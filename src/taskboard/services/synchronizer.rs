//! Taskboard record synchronizer.
//!
//! Keeps the operator's in-memory form state consistent with the durable
//! row for `(user, form type, date)`. The durable store is the source of
//! truth when a user is authenticated; the local cache is a write-through
//! fallback for the unauthenticated case and a recovery path after data
//! loss in the durable store. There is no conflict resolution: last writer
//! wins, which is acceptable because each key is edited by exactly one
//! operator in practice. Operations are attempted once, with no retry.

use crate::taskboard::{
    domain::{
        FormDate, FormType, PersistedTaskboardData, RecordKey, ShiftId, TaskboardRecord, TurnMap,
        UserId,
    },
    ports::{
        CacheKeys, LocalCache, LocalCacheError, TaskboardRepository, TaskboardRepositoryError,
    },
};
use mockable::Clock;
use std::sync::Arc;
use thiserror::Error;

/// Result of a [`TaskboardSyncService::sync`] call.
#[derive(Debug)]
pub enum SyncOutcome {
    /// No authenticated user; the caller's own local-cache mirror stands.
    Skipped,
    /// The durable row was written and the cache mirror refreshed.
    Synced,
    /// The durable write failed; state remains in memory and local cache.
    ///
    /// Surfaced to the operator as a "saved locally, not synced to cloud"
    /// notice, never as a fatal error.
    LocalOnly(TaskboardRepositoryError),
}

/// Result of a [`TaskboardSyncService::reset`] call.
#[derive(Debug)]
pub enum ResetOutcome {
    /// Durable row (if any) deleted and local-cache keys cleared.
    Cleared,
    /// The durable delete failed; local-cache keys were cleared anyway.
    CacheOnly(TaskboardRepositoryError),
}

/// Errors for synchronizer operations that cannot degrade gracefully.
///
/// Durable-store failures are reported through [`SyncOutcome`] and
/// [`ResetOutcome`] instead; only local infrastructure failures surface
/// here.
#[derive(Debug, Error)]
pub enum SyncServiceError {
    /// The local cache failed.
    #[error(transparent)]
    Cache(#[from] LocalCacheError),
    /// A cache value failed to encode or decode.
    #[error("cache mirror encoding error: {0}")]
    Encoding(#[from] serde_json::Error),
}

/// Result type for synchronizer operations.
pub type SyncServiceResult<T> = Result<T, SyncServiceError>;

/// Taskboard record synchronization service.
#[derive(Clone)]
pub struct TaskboardSyncService<R, C, K>
where
    R: TaskboardRepository,
    C: LocalCache,
    K: Clock + Send + Sync,
{
    repository: Arc<R>,
    cache: Arc<C>,
    clock: Arc<K>,
    session: Option<UserId>,
}

impl<R, C, K> TaskboardSyncService<R, C, K>
where
    R: TaskboardRepository,
    C: LocalCache,
    K: Clock + Send + Sync,
{
    /// Creates a synchronizer with no authenticated session.
    #[must_use]
    pub const fn new(repository: Arc<R>, cache: Arc<C>, clock: Arc<K>) -> Self {
        Self {
            repository,
            cache,
            clock,
            session: None,
        }
    }

    /// Attaches the authenticated user whose rows this service manages.
    #[must_use]
    pub const fn with_session(mut self, user_id: UserId) -> Self {
        self.session = Some(user_id);
        self
    }

    /// Returns the authenticated user, if any.
    #[must_use]
    pub const fn session(&self) -> Option<UserId> {
        self.session
    }

    /// Pushes the complete current form state to the durable store.
    ///
    /// Without an authenticated user this is a no-op: the caller's own
    /// effects already mirror state to the local cache. With a user, the
    /// existing row for the record's key is updated in place, or a new row
    /// inserted, and after a successful durable write the same fields are
    /// mirrored into the local cache. A durable-write failure yields
    /// [`SyncOutcome::LocalOnly`]; memory and cache are not rolled back.
    ///
    /// # Errors
    ///
    /// Returns [`SyncServiceError`] when the local cache itself fails.
    pub async fn sync(&self, record: &TaskboardRecord) -> SyncServiceResult<SyncOutcome> {
        let Some(user_id) = self.session else {
            return Ok(SyncOutcome::Skipped);
        };
        let key = RecordKey::new(user_id, record.form_type(), record.date());

        let write = match self.repository.find(&key).await {
            Ok(Some(_)) => self.repository.update(&key, record).await,
            Ok(None) => self.repository.insert(&key, record).await,
            Err(err) => Err(err),
        };

        match write {
            Ok(()) => {
                self.mirror_to_cache(record)?;
                Ok(SyncOutcome::Synced)
            }
            Err(err) => {
                log::warn!("taskboard sync failed for {key}, state kept locally: {err}");
                Ok(SyncOutcome::LocalOnly(err))
            }
        }
    }

    /// Loads the record for `(session user, form type, date)`.
    ///
    /// Without an authenticated user this returns `None` and the caller
    /// falls back to its own local-cache read. A durable hit wins; on a
    /// durable miss the local-cache mirror is consulted and, when it holds
    /// state for the requested date, written through to the durable store
    /// (self-healing one-way sync) before being returned.
    ///
    /// # Errors
    ///
    /// Returns [`SyncServiceError`] when the local cache fails or a cached
    /// value does not decode.
    pub async fn load(
        &self,
        form_type: FormType,
        date: FormDate,
    ) -> SyncServiceResult<Option<TaskboardRecord>> {
        let Some(user_id) = self.session else {
            return Ok(None);
        };
        let key = RecordKey::new(user_id, form_type, date);

        match self.repository.find(&key).await {
            Ok(Some(record)) => return Ok(Some(record)),
            Ok(None) => {}
            Err(err) => {
                log::warn!("taskboard lookup failed for {key}, trying local cache: {err}");
            }
        }

        let Some(record) = self.read_cache_mirror(form_type, date)? else {
            return Ok(None);
        };
        if let Err(err) = self.repository.insert(&key, &record).await {
            log::warn!("self-healing write-through failed for {key}: {err}");
        }
        Ok(Some(record))
    }

    /// Deletes the durable row and clears the local-cache mirror.
    ///
    /// The durable delete only runs with an authenticated user and its
    /// failure is non-fatal; the local-cache keys for the form type are
    /// removed unconditionally either way.
    ///
    /// # Errors
    ///
    /// Returns [`SyncServiceError`] when the local cache itself fails.
    pub async fn reset(
        &self,
        form_type: FormType,
        date: FormDate,
    ) -> SyncServiceResult<ResetOutcome> {
        let mut durable_failure = None;
        if let Some(user_id) = self.session {
            let key = RecordKey::new(user_id, form_type, date);
            if let Err(err) = self.repository.delete(&key).await {
                log::warn!("taskboard reset failed for {key}, cache cleared anyway: {err}");
                durable_failure = Some(err);
            }
        }

        let keys = CacheKeys::for_form(form_type);
        for cache_key in keys.iter() {
            self.cache.remove(cache_key)?;
        }

        Ok(durable_failure.map_or(ResetOutcome::Cleared, ResetOutcome::CacheOnly))
    }

    fn mirror_to_cache(&self, record: &TaskboardRecord) -> SyncServiceResult<()> {
        let keys = CacheKeys::for_form(record.form_type());
        self.cache
            .put(keys.date(), &serde_json::to_string(&record.date())?)?;
        self.cache
            .put(keys.turn_data(), &serde_json::to_string(record.turn_data())?)?;
        self.cache
            .put(keys.tasks(), &serde_json::to_string(record.tasks())?)?;
        self.cache
            .put(keys.table_rows(), &serde_json::to_string(record.table_rows())?)?;
        self.cache
            .put(keys.active_tab(), &serde_json::to_string(&record.active_tab())?)?;
        Ok(())
    }

    fn read_cache_mirror(
        &self,
        form_type: FormType,
        date: FormDate,
    ) -> SyncServiceResult<Option<TaskboardRecord>> {
        let keys = CacheKeys::for_form(form_type);
        let Some(raw_date) = self.cache.get(keys.date())? else {
            return Ok(None);
        };
        let cached_date: FormDate = serde_json::from_str(&raw_date)?;
        // The mirror holds one snapshot per form type; a snapshot for a
        // different date is stale, not a match.
        if cached_date != date {
            return Ok(None);
        }

        let turn_data: TurnMap = self.read_cached_value(keys.turn_data())?.unwrap_or_default();
        let tasks = self.read_cached_value(keys.tasks())?.unwrap_or_default();
        let table_rows = self.read_cached_value(keys.table_rows())?.unwrap_or_default();
        let active_tab: Option<ShiftId> =
            self.read_cached_value(keys.active_tab())?.unwrap_or_default();

        let timestamp = self.clock.utc();
        Ok(Some(TaskboardRecord::from_persisted(
            PersistedTaskboardData {
                form_type,
                date,
                turn_data,
                tasks,
                table_rows,
                active_tab,
                created_at: timestamp,
                updated_at: timestamp,
            },
        )))
    }

    fn read_cached_value<T: serde::de::DeserializeOwned>(
        &self,
        key: &str,
    ) -> SyncServiceResult<Option<T>> {
        self.cache
            .get(key)?
            .map(|raw| serde_json::from_str(&raw))
            .transpose()
            .map_err(SyncServiceError::from)
    }
}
-*-*-
Task objective | Locate the word "operator" in the data above. Copy every line carrying it.

Finished exercise |
//! Keeps the operator's in-memory form state consistent with the durable
//! operator in practice. Operations are attempted once, with no retry.
    /// Surfaced to the operator as a "saved locally, not synced to cloud"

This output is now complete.